→ **Provided information**:
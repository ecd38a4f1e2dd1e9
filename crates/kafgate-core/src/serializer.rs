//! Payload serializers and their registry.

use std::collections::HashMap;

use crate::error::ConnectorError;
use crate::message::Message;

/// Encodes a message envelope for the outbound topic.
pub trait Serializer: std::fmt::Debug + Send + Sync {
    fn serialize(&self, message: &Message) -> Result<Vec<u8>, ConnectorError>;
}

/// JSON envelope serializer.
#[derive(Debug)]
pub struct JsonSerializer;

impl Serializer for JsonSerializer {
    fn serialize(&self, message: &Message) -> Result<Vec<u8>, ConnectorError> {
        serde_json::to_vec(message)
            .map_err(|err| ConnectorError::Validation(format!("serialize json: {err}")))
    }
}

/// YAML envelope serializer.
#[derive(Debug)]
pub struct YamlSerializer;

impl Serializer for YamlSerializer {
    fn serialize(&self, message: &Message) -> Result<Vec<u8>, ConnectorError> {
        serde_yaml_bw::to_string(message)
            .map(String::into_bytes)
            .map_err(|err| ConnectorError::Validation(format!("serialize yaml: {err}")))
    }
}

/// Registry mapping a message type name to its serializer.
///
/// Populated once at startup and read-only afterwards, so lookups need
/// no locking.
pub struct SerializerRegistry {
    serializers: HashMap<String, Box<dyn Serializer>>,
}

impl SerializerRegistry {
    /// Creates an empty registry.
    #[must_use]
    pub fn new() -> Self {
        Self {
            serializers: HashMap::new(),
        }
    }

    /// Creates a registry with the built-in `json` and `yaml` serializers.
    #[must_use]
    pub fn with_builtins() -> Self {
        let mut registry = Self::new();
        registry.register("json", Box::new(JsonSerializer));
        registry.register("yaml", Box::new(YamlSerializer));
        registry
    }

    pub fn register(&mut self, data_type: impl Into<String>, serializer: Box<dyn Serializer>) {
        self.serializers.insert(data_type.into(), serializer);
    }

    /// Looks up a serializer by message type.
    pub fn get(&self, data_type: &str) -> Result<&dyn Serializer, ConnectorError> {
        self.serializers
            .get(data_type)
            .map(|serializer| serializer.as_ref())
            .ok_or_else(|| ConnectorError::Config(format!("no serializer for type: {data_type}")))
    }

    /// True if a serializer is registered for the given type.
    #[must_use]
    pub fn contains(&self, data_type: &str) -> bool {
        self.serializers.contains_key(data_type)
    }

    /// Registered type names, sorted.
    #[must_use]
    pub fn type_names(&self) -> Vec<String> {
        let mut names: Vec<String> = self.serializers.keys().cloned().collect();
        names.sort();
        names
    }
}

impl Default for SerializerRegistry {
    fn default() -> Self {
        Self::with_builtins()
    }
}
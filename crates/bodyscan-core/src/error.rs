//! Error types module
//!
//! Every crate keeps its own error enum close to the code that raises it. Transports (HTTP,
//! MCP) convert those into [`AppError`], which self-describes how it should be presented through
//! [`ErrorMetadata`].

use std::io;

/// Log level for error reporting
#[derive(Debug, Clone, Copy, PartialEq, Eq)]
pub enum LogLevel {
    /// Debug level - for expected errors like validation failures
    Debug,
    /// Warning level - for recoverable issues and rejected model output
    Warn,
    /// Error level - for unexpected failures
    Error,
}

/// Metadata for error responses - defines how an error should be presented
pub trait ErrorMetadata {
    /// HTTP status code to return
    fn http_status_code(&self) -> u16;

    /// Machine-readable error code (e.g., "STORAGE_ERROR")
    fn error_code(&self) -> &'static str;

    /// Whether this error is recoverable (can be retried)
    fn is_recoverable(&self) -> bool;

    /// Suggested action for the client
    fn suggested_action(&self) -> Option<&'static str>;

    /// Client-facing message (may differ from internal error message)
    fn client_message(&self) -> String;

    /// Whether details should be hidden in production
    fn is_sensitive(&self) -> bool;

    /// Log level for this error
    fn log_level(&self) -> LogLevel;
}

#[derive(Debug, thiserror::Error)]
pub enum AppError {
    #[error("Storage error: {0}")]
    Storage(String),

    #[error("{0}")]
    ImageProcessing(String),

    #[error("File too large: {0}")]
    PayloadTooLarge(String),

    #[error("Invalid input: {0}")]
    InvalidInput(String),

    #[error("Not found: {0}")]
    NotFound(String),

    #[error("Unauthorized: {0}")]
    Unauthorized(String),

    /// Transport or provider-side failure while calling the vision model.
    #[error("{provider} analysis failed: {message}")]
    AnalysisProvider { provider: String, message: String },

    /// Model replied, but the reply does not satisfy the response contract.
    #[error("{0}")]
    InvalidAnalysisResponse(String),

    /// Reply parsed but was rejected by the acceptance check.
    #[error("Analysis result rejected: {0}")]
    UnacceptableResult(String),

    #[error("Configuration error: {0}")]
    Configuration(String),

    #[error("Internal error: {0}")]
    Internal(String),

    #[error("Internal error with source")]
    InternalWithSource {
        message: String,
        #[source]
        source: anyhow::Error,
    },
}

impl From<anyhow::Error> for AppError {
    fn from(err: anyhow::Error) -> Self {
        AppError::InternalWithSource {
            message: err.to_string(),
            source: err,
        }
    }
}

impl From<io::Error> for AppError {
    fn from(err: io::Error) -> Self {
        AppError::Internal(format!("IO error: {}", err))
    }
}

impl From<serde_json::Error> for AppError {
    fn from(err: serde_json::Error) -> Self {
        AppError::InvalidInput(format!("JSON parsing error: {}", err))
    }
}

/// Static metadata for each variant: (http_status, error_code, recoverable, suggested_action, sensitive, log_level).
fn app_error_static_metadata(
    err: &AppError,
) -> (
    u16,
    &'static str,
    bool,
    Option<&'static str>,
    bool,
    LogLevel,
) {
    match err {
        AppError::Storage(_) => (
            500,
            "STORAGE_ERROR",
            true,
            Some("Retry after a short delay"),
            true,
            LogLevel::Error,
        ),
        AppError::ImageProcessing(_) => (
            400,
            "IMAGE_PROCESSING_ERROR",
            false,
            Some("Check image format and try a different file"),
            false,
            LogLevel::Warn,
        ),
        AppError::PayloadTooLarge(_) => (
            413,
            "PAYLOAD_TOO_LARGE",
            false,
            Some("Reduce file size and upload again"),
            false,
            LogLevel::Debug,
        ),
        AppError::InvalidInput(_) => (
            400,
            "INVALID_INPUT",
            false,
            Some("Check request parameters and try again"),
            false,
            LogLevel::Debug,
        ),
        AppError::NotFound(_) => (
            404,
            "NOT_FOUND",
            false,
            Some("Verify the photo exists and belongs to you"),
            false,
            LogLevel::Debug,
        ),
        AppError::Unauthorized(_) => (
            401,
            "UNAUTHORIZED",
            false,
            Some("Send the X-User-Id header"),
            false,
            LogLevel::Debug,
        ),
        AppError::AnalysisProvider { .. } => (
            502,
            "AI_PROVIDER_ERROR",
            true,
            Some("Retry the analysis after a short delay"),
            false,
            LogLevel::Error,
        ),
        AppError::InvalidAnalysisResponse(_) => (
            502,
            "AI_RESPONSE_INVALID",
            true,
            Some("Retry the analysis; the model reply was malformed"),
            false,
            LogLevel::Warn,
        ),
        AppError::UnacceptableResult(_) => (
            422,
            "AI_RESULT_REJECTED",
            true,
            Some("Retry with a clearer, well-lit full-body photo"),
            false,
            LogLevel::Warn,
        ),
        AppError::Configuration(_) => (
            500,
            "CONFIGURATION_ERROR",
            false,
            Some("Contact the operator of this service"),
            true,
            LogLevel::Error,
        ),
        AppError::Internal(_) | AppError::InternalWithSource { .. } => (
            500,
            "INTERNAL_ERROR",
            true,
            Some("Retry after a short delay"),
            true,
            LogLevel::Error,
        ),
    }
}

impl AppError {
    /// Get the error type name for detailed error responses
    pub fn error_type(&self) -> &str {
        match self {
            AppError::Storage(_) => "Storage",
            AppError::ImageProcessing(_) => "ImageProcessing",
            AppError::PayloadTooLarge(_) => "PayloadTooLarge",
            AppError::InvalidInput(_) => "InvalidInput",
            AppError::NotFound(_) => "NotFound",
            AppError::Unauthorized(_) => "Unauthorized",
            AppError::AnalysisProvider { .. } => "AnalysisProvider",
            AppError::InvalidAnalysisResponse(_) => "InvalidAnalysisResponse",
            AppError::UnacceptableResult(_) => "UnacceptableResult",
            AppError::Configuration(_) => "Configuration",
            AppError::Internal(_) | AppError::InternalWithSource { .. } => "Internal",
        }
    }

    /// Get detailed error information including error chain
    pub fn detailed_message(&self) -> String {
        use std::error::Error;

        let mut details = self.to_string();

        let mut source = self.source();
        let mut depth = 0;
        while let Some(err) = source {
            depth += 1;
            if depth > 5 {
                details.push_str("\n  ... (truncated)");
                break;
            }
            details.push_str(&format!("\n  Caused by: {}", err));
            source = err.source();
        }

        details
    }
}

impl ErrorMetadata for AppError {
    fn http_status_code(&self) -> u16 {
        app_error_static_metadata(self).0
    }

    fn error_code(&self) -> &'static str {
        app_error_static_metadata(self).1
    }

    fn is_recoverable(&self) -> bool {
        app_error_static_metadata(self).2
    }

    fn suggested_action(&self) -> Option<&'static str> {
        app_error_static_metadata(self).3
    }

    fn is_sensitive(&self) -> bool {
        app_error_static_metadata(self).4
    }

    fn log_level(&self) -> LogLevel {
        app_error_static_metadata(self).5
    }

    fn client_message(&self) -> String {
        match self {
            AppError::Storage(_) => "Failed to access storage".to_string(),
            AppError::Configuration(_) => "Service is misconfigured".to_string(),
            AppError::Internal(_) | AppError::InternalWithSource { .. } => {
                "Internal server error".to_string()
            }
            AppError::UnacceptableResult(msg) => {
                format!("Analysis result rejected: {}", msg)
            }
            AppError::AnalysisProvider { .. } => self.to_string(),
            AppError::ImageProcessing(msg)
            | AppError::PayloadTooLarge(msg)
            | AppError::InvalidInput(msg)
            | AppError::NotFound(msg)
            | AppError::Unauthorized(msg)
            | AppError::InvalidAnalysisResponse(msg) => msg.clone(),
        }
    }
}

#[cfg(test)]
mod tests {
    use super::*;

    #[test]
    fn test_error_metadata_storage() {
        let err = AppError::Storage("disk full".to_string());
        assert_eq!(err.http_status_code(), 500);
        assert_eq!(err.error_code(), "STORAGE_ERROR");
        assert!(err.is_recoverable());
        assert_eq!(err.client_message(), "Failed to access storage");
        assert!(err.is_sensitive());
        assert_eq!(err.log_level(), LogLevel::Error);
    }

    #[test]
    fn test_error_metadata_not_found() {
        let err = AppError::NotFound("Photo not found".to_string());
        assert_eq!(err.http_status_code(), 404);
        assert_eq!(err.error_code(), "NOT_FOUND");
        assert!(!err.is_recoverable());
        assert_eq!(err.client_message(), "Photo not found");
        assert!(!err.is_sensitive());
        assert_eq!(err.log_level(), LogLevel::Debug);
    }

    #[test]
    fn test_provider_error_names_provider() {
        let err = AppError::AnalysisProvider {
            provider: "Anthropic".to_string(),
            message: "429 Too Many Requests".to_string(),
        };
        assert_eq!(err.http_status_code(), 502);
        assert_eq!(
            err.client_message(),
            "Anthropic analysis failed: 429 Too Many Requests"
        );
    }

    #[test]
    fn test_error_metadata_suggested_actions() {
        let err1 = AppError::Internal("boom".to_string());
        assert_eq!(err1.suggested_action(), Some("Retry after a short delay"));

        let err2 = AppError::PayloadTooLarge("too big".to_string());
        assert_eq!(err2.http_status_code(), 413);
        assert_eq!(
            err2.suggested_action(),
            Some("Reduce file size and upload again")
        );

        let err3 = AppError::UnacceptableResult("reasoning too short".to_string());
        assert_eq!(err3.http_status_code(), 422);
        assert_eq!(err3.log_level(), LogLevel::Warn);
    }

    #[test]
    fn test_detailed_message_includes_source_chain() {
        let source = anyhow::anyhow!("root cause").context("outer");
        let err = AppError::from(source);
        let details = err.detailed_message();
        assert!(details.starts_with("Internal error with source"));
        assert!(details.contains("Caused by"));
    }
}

* * *

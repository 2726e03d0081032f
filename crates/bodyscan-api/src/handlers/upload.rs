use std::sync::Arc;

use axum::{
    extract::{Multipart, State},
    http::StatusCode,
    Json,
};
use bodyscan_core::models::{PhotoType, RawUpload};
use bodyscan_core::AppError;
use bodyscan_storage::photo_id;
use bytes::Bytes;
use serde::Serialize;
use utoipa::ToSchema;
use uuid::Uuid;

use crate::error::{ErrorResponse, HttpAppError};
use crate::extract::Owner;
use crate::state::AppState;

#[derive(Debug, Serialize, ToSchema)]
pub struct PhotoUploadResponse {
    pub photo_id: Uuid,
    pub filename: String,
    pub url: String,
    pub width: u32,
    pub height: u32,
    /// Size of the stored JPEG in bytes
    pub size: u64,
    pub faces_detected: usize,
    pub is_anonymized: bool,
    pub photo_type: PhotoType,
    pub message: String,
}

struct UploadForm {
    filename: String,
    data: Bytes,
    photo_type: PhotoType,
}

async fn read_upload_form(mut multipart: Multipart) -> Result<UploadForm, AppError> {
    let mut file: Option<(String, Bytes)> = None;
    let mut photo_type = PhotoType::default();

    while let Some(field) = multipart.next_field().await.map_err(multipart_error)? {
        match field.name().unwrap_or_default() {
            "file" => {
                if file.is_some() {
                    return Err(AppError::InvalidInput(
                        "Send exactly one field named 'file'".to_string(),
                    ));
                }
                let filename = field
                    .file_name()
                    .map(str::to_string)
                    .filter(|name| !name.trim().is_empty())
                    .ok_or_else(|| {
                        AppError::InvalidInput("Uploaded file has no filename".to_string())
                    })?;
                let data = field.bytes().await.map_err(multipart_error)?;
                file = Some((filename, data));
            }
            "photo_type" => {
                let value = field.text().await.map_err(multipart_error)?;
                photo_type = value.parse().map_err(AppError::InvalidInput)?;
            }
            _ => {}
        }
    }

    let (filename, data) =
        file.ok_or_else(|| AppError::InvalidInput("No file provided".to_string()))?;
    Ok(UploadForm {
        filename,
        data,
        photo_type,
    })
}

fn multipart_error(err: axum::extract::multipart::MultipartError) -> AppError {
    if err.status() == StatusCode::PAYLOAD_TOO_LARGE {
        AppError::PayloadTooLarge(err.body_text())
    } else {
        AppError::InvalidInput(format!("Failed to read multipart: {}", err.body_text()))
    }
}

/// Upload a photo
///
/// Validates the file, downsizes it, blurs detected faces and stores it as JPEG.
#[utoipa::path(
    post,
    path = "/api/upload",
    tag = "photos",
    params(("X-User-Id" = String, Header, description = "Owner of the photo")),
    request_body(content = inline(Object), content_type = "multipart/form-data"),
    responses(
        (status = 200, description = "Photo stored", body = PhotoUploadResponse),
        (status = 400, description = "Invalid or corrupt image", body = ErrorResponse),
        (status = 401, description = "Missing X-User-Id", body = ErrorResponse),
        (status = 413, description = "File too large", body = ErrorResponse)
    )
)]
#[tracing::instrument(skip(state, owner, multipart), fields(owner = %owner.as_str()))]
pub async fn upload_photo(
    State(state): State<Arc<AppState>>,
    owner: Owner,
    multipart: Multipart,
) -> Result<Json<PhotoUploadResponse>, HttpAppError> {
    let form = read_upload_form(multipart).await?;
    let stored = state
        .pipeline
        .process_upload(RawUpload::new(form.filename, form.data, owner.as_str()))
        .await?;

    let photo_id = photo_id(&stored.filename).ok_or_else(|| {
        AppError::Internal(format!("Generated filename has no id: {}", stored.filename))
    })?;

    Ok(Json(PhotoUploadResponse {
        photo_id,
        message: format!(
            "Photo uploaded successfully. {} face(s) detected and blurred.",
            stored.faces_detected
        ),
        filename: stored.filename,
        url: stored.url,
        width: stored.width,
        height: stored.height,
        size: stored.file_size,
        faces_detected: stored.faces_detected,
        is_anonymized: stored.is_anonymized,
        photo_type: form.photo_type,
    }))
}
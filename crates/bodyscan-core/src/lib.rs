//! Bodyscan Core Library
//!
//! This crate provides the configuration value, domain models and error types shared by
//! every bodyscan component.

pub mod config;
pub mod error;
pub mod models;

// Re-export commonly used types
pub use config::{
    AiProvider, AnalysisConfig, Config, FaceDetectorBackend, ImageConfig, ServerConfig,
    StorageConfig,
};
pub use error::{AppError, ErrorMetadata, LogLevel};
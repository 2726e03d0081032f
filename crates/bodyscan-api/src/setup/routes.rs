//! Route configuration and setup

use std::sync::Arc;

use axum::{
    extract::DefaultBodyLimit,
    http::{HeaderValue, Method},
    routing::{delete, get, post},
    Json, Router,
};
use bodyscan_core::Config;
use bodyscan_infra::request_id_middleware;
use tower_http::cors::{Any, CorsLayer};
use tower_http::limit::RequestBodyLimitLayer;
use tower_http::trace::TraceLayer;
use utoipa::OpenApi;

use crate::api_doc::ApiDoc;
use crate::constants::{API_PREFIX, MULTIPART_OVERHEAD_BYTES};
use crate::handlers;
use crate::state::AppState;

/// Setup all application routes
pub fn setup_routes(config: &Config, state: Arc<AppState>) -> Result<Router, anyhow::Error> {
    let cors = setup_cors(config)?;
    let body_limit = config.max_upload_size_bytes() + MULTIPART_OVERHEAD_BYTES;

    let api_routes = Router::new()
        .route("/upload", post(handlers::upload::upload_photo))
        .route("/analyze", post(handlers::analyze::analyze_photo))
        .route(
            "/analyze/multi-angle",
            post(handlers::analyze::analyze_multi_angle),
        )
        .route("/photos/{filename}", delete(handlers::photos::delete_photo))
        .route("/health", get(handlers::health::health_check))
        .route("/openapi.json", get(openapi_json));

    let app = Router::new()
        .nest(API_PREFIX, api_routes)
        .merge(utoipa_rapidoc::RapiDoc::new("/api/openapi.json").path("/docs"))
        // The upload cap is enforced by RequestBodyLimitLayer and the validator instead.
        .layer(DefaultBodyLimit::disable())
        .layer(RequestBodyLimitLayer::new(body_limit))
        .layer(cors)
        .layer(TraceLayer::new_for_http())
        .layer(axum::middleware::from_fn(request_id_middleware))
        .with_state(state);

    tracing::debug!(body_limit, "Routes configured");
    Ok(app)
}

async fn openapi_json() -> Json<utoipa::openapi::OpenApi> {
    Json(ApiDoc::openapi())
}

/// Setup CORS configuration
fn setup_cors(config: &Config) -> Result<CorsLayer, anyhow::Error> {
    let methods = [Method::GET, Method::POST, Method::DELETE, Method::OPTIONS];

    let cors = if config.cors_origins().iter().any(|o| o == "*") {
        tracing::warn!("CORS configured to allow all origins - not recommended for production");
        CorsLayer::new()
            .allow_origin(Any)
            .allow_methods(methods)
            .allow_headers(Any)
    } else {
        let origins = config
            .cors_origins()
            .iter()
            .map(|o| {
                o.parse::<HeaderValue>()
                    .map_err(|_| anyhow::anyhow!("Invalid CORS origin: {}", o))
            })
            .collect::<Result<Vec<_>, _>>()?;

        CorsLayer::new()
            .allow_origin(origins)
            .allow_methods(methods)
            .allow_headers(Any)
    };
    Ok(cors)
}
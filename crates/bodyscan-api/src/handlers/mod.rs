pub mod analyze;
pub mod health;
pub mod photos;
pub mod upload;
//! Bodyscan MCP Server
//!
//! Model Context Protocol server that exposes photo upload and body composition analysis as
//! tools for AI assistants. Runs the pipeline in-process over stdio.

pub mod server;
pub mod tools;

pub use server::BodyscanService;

→ **What to produce**: Report how many lines of the entries above contain "types", and give no other output.

→ **Response area**: 3